(DIRECTIONS FOR THIS TASK): Search the records for "metadata". Report every line where it occurs.
--- DATA SUPPLIED Enclosed Below ---
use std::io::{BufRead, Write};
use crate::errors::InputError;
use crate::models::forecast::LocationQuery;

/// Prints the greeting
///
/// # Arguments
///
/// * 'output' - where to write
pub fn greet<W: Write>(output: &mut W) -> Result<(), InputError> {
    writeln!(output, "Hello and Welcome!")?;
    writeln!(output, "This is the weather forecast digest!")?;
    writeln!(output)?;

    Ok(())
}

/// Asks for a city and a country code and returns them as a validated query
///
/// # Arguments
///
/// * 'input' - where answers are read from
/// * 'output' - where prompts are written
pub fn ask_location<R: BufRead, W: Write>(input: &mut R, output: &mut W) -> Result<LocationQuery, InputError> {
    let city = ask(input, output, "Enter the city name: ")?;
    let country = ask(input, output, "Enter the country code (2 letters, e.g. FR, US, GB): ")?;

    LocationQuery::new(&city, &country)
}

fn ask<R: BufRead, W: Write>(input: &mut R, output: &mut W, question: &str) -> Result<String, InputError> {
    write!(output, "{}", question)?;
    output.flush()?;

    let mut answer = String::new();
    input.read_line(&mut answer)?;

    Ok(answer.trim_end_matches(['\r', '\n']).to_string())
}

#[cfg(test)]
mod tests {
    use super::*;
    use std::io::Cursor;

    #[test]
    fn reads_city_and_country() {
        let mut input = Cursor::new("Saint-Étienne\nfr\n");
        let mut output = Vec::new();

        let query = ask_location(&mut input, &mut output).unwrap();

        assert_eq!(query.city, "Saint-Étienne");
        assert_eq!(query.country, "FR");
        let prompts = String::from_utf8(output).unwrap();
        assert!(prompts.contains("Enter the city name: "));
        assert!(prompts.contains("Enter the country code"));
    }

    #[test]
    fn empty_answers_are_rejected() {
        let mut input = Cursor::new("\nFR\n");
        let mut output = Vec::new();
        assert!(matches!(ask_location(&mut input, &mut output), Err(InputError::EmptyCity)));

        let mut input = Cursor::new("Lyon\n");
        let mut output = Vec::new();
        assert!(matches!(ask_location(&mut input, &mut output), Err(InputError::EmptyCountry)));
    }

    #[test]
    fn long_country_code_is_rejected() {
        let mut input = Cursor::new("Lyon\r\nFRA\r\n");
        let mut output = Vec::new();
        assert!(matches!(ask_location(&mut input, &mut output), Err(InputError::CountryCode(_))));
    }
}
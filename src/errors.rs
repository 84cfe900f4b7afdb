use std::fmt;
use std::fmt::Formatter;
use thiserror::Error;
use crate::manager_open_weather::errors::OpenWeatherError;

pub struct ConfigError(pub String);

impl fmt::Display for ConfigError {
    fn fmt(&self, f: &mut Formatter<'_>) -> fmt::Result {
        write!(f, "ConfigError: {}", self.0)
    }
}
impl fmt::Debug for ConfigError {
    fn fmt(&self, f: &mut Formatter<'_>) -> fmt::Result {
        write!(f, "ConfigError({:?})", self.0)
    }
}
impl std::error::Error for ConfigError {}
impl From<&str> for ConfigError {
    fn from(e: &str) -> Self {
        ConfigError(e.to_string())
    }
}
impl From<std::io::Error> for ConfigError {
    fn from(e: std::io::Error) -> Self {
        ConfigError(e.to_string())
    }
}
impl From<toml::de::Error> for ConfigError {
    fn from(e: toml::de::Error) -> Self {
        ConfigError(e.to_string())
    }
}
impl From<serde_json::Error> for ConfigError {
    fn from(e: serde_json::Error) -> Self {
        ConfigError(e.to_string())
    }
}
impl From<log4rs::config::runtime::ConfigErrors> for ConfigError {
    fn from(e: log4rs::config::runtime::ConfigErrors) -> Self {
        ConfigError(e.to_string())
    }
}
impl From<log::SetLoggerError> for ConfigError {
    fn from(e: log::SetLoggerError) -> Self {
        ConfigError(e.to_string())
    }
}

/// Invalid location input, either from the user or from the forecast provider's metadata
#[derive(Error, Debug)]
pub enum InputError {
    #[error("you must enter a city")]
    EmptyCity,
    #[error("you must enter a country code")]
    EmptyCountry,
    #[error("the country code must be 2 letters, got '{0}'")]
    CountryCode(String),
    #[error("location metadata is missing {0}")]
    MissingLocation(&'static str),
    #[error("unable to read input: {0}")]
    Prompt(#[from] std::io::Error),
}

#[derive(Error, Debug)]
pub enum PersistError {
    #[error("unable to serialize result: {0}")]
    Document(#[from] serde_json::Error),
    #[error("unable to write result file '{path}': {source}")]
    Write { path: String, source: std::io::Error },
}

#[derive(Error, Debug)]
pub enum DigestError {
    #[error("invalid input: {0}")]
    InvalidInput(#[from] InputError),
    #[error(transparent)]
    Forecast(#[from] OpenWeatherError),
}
--- End of Enclosed DATA SUPPLIED ---
--- DATA SUPPLIED Enclosed Below ---
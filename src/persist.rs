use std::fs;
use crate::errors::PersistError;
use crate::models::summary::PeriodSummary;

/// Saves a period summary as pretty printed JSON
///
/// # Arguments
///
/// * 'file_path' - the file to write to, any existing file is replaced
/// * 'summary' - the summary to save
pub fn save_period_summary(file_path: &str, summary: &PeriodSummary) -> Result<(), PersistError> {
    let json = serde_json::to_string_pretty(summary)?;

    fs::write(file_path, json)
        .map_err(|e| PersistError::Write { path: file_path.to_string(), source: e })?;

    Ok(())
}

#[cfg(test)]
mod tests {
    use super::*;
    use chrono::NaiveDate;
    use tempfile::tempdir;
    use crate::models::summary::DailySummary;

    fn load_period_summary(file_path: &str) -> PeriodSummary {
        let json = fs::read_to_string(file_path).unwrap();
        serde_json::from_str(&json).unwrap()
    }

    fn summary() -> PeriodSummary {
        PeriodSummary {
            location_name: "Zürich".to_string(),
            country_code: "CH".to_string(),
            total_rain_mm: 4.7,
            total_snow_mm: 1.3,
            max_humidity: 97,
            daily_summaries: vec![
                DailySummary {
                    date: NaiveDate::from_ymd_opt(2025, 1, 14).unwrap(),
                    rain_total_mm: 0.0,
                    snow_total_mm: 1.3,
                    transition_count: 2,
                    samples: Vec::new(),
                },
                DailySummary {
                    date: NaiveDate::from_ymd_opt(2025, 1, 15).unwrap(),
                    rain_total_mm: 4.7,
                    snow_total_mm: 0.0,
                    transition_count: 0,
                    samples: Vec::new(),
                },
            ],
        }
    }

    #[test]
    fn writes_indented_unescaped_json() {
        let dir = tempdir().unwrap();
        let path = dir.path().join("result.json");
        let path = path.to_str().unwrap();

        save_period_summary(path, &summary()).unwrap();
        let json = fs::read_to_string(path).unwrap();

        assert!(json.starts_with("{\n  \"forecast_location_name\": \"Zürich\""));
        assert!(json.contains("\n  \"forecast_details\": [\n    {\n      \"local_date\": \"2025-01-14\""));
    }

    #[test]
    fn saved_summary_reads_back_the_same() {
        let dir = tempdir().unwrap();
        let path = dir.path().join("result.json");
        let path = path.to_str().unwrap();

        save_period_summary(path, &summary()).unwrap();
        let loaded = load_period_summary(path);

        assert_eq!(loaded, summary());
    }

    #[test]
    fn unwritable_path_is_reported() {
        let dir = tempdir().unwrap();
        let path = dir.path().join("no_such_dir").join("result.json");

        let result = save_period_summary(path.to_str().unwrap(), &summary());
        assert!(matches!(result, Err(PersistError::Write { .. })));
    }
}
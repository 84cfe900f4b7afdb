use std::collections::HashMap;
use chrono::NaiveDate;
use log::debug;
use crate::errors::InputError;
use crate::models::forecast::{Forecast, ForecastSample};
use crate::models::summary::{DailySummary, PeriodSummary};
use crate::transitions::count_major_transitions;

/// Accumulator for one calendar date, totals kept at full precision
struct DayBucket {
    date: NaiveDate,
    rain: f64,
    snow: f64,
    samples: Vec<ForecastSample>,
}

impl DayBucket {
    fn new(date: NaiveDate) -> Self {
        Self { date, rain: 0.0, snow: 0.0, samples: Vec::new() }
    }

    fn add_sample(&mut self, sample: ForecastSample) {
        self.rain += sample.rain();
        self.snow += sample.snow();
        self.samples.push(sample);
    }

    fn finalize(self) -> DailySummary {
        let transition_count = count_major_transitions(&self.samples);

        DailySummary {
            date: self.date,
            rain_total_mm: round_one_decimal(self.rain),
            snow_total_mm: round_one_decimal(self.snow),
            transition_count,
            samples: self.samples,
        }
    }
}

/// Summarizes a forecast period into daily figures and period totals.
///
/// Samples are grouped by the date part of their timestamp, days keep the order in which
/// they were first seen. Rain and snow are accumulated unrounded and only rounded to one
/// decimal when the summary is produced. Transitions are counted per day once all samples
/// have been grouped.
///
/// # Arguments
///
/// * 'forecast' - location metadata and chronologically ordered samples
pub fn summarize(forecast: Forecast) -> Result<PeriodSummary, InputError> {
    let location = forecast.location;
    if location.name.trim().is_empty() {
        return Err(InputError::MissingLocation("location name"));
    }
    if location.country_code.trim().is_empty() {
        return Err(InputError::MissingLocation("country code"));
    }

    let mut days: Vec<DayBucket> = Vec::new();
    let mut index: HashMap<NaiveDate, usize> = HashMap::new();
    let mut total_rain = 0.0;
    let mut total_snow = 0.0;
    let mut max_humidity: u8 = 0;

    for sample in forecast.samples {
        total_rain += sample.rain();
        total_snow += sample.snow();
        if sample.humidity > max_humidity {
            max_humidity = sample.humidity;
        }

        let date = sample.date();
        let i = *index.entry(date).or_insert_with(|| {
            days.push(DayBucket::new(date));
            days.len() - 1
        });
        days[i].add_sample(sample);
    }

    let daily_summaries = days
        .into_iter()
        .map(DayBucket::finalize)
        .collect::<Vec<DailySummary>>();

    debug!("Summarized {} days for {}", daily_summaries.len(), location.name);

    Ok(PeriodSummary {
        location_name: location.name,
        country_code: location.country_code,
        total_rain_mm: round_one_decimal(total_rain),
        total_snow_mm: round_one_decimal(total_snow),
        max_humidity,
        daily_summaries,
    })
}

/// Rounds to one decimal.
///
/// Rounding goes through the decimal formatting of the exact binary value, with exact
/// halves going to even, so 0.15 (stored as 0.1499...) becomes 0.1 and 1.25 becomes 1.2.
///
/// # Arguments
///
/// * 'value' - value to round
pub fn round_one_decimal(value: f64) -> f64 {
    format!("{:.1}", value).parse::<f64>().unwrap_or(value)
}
--- End of Enclosed DATA SUPPLIED ---
--- DATA SUPPLIED Enclosed Below ---
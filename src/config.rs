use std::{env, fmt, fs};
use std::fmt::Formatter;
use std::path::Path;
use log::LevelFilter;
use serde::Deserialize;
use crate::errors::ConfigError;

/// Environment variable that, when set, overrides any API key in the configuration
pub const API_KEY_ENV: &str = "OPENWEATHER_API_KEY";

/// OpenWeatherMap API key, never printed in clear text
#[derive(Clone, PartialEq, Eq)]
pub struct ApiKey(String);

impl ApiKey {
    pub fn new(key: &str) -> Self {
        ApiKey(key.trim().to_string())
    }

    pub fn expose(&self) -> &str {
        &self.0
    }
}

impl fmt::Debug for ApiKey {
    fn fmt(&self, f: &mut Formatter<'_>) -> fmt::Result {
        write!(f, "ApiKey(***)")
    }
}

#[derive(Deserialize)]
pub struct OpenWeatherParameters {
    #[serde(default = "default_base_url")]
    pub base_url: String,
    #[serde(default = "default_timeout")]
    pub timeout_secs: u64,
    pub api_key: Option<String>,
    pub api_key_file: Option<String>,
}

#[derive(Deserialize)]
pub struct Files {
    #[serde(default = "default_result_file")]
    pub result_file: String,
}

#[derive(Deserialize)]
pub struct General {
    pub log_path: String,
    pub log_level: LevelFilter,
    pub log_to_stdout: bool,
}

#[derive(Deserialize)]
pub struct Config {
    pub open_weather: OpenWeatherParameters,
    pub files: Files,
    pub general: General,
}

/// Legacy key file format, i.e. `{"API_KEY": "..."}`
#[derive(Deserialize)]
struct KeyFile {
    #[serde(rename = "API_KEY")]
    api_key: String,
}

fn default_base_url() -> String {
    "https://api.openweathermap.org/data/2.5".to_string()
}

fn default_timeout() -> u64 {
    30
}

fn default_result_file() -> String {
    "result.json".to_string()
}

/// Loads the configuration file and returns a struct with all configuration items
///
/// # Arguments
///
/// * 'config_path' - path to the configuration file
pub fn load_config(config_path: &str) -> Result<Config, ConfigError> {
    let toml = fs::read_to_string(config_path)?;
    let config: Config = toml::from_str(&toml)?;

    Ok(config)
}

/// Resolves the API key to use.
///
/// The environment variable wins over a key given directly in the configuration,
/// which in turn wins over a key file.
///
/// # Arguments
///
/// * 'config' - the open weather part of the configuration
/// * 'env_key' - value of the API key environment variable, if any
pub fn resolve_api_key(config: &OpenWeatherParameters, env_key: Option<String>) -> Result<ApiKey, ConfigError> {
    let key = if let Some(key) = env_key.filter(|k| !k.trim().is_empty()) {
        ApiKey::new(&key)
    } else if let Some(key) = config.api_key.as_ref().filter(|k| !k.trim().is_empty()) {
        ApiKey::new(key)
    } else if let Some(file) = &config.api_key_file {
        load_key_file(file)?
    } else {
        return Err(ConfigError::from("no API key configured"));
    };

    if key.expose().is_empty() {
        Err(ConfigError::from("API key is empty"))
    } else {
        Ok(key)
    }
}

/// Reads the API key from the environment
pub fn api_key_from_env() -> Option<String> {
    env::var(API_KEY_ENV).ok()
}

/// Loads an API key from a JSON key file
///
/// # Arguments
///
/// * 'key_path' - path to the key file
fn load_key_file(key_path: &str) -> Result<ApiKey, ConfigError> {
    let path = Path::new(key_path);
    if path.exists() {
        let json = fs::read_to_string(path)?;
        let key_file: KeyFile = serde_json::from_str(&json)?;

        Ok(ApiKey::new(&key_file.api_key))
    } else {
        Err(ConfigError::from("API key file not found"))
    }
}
--- End of Enclosed DATA SUPPLIED ---
(WRITTEN SOLUTION):
/// Invalid location input, either from the user or from the forecast provider's metadata
    #[error("location metadata is missing {0}")]
/// * 'forecast' - location metadata and chronologically ordered samples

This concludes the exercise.